WORK REQUEST ->
Return each line of the entries that holds the string "ClientNotification".

(RECORDS SHOWN Opens)

#[cfg(test)]
mod tests {
    use super::*;
    use segsync_backend::StatusChanged;
    use segsync_core::{
        DisplayMode, PlacedPoint, PointKey, Rect, ResponseGroup, ServerState, Split, ViewId,
    };

    fn split(points: u32) -> Split {
        let mut s = Split {
            basis_split_indices: vec![0],
            ..Split::default()
        };
        let group = ResponseGroup {
            bounds: Rect {
                x: 0.0,
                y: 0.0,
                width: 10.0,
                height: 10.0,
            },
            points: (0..points)
                .map(|i| PlacedPoint {
                    key: PointKey::new(0, 0, i),
                    x: f64::from(i),
                    y: 0.0,
                })
                .collect(),
            ..ResponseGroup::default()
        };
        s.response_groups.expanded = vec![group.clone()];
        s.response_groups.collapsed = vec![group];
        s
    }

    fn snapshot(sequence: u64, points: u32) -> SessionSnapshot {
        SessionSnapshot {
            visualizations: vec![VisualizationSnapshot {
                viz_id: VizId::from("v"),
                state: ServerState::new(vec![split(points)], vec![0], sequence),
                view_maps: [(ViewId::base(), vec![0])].into_iter().collect(),
                default_preferences: ViewPreferences::default(),
            }],
            open: true,
        }
    }

    struct Fixed(SessionSnapshot);

    impl SnapshotSource for Fixed {
        fn fetch_snapshot(&mut self, _: SessionId) -> Result<SessionSnapshot, StoreError> {
            Ok(self.0.clone())
        }
    }

    // ── Connect ─────────────────────────────────────────────────────

    #[test]
    fn connect_builds_one_updater_per_visualization() {
        let client = SessionVizClient::connect(SessionId(1), &mut Fixed(snapshot(4, 3))).unwrap();
        assert_eq!(client.projection(&VizId::from("v")).unwrap().len(), 3);
        assert_eq!(client.updater(&VizId::from("v")).unwrap().sequence_number(), 4);
        assert!(client.is_open());
    }

    // ── Events ──────────────────────────────────────────────────────

    #[test]
    fn lower_sequence_snapshot_still_reseeds() {
        let mut client = SessionVizClient::connect(SessionId(1), &mut Fixed(snapshot(9, 3))).unwrap();
        let rx = client.subscribe();
        client.handle_event(PushEvent::Snapshot(snapshot(2, 5))).unwrap();
        assert_eq!(client.updater(&VizId::from("v")).unwrap().sequence_number(), 2);
        assert_eq!(client.projection(&VizId::from("v")).unwrap().len(), 5);
        match rx.try_recv().unwrap() {
            ClientNotification::Resynced { diff, .. } => assert_eq!(diff.added.len(), 2),
            other => panic!("unexpected {other:?}"),
        }
        assert_eq!(client.stats().resyncs, 2);
    }

    #[test]
    fn update_for_unknown_visualization_is_dropped() {
        let mut client = SessionVizClient::connect(SessionId(1), &mut Fixed(snapshot(1, 1))).unwrap();
        let payload = r#"{"vizId":"nope","sequenceNumber":2,"basisSplitIndices":[],"splits":[],"diffs":[]}"#;
        assert!(!client.handle_raw("update", payload));
        assert_eq!(client.stats().dropped_unapplied, 1);
    }

    #[test]
    fn malformed_frames_are_counted_not_fatal() {
        let mut client = SessionVizClient::connect(SessionId(1), &mut Fixed(snapshot(1, 1))).unwrap();
        assert!(!client.handle_raw("update", "{not json"));
        assert!(!client.handle_raw("mystery", "{}"));
        assert_eq!(client.stats().dropped_malformed, 2);
        assert!(client.handle_raw("statusChanged", r#"{"open":true}"#));
    }

    #[test]
    fn closed_session_rejects_actions() {
        let mut client = SessionVizClient::connect(SessionId(1), &mut Fixed(snapshot(1, 1))).unwrap();
        assert!(client.ensure_accepting_actions().is_ok());
        client
            .handle_event(PushEvent::StatusChanged(StatusChanged { open: false }))
            .unwrap();
        assert_eq!(client.ensure_accepting_actions(), Err(SyncError::SessionClosed));

        // Local view control still works.
        let prefs = ViewPreferences::new(ViewId::base(), DisplayMode::Collapsed);
        assert!(client.set_view_preferences(&VizId::from("v"), prefs).is_ok());
    }

    #[test]
    fn bad_view_is_a_contract_violation() {
        let mut client = SessionVizClient::connect(SessionId(1), &mut Fixed(snapshot(1, 1))).unwrap();
        let prefs = ViewPreferences::new(ViewId::new("0,1"), DisplayMode::Expanded);
        let err = client
            .set_view_preferences(&VizId::from("v"), prefs)
            .unwrap_err();
        assert!(err.is_view_error());
    }

    #[test]
    fn dropped_subscribers_are_pruned() {
        let mut client = SessionVizClient::new(SessionId(1));
        drop(client.subscribe());
        let rx = client.subscribe();
        client
            .handle_event(PushEvent::StatusChanged(StatusChanged { open: false }))
            .unwrap();
        assert_eq!(client.subscribers.len(), 1);
        assert_eq!(rx.try_recv().unwrap(), ClientNotification::StatusChanged { open: false });
    }
}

(RECORDS SHOWN Closes)

RESULT ->
            ClientNotification::Resynced { diff, .. } => assert_eq!(diff.added.len(), 2),
        assert_eq!(rx.try_recv().unwrap(), ClientNotification::StatusChanged { open: false });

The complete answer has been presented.